Dingolfing "Bargeld bleibt ein wichtiges Zahlungsmittel"

Die Zahlen zeigen deutlich: Der Deutsche greift seit der Pandemie vermehrt zur bargeldlosen Bezahlung. Das Ende des Bargelds ist damit aber nicht besiegelt, sind sich Robert Elsberger (Sparkasse Niederbayern-Mitte) und Florian Hein (Volksbank Raiffeisenbank Dingolfing eG) einig. Foto: Lev Dolgachev/ccvision

"Mit der Karte, bitte." Wie oft Kassiererinnen diesen Satz täglich zu hören bekommen, ist kaum mitzuzählen. Vor allem seitdem das Coronavirus das öffentliche Leben beeinflusst, greifen immer weniger Menschen an der Kasse in den Münzbeutel und bevorzugen kontaktlose Bezahlungsmöglichkeiten - nicht zuletzt aus hygienischen Gründen. Wie sich dieser Trend bei den hiesigen Banken erkennbar macht, erklären Robert Elsberger, Pressesprecher der Sparkasse Niederbayern-Mitte und Florian Hein, Mitarbeiter der Fachabteilung eBanking der Volksbank-Raiffeisenbank Dingolfing eG.
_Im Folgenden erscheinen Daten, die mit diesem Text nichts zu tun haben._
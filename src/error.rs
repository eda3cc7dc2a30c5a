//! Error Types Module
//!
//! クレート全体で使用する構造化エラー型を定義するモジュール。
//! `thiserror`を使用して、エラーの自動変換とメッセージフォーマットを実現する。

use thiserror::Error;

/// funnelzeroクレート全体で使用するエラー型
///
/// 指標スプレッドシートの読み込み、設定の検証、JSON出力の各段階で発生する
/// エラーを統一的に扱うために使用されます。
///
/// # エラーの種類
///
/// - `Io`: I/O操作中に発生したエラー（ファイル読み込み失敗など）
/// - `Workbook`: ワークブックの解析中に発生したエラー（calamine由来）
/// - `Json`: JSONのシリアライズ・デシリアライズ中に発生したエラー
/// - `Config`: 設定の検証に失敗したエラー（空の合成ステージなど）
/// - `EmptySource`: シートやヘッダー行が存在しない
/// - `LimitExceeded`: 入力サイズの上限を超えた
/// - `Record`: コホート分析用のレコードを解釈できない
///
/// 個々の行やセルの異常はエラーになりません。短すぎる行はスキップされ、
/// 解釈できないセルは「欠損」または生のテキストとして扱われます。
///
/// # 使用例
///
/// ```rust,no_run
/// use funnelzero::FunnelError;
/// use std::fs::File;
///
/// fn open_source(path: &str) -> Result<(), FunnelError> {
///     let file = File::open(path)?;  // Ioエラーが自動的に変換される
///     // ... 処理 ...
///     Ok(())
/// }
/// ```
#[derive(Error, Debug)]
pub enum FunnelError {
    /// I/O操作中に発生したエラー
    ///
    /// `#[from]`属性により、`std::io::Error`から自動的に変換されます。
    #[error("IO error: {0}")]
    Io(#[from] std::io::Error),

    /// ワークブックの解析中に発生したエラー
    ///
    /// ファイル形式が不正、破損したファイル、サポートされていない形式などが
    /// 原因となります。グリッドそのものを取得できないため、解析全体が失敗します。
    #[error("Failed to read workbook: {0}")]
    Workbook(#[from] calamine::Error),

    /// JSONの変換エラー
    ///
    /// ステージ設定ファイルの読み込みや、モデル・レポートの出力時に発生します。
    #[error("JSON error: {0}")]
    Json(#[from] serde_json::Error),

    /// 設定の検証に失敗したエラー
    ///
    /// `FunnelBuilder::build()`や`ParserBuilder::build()`時に設定を検証し、
    /// 無効な設定が検出された場合に発生します。
    ///
    /// # 例
    ///
    /// ```rust,no_run
    /// use funnelzero::{FunnelBuilder, FunnelError};
    ///
    /// let result = FunnelBuilder::new()
    ///     .with_composite_stage("Checkout", Vec::<String>::new())  // 空の合成ステージ
    ///     .with_target_period("0623-0629")
    ///     .build();
    ///
    /// match result {
    ///     Err(FunnelError::Config(msg)) => {
    ///         println!("設定エラー: {}", msg);
    ///     }
    ///     _ => {}
    /// }
    /// ```
    #[error("Configuration error: {0}")]
    Config(String),

    /// 入力にシートまたはヘッダー行が存在しない
    #[error("Empty source: {0}")]
    EmptySource(String),

    /// 入力サイズの上限を超えた
    ///
    /// `SourceLimits`で指定したバイト数・行数・列数の上限に違反した場合に
    /// 発生します。
    #[error("Limit exceeded: {0}")]
    LimitExceeded(String),

    /// コホート分析用レコードの解釈に失敗したエラー
    ///
    /// `row`は1始まりのシート上の行番号です（Excelの行番号と一致します）。
    #[error("Invalid record at row {row}: {message}")]
    Record {
        /// エラーが発生した行（1始まり）
        row: usize,
        /// エラーの詳細メッセージ
        message: String,
    },
}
Bundesweit wurden im März rund 206 Millionen Transaktionen per Karte durchgeführt - das waren rund 11,4 Prozent mehr als im Februar. "Vor dem Hintergrund, dass im März bereits zahlreiche Läden geschlossen waren, ist das eine beachtliche Zahl", betont Elsberger. Der Anteil kontaktloser Zahlungen, also mit der Girocard ohne Eingabe einer PIN, lag im März bei 52,2 Prozent - ein neuer Rekordwert. Noch im Vorjahresmonat lag dieser Wert bei nur 27,5 Prozent. Wie Robert Elsberger erklärt, spiegele sich dieser Trend auch im Einzugsgebiet der Sparkasse Niederbayern-Mitte wider.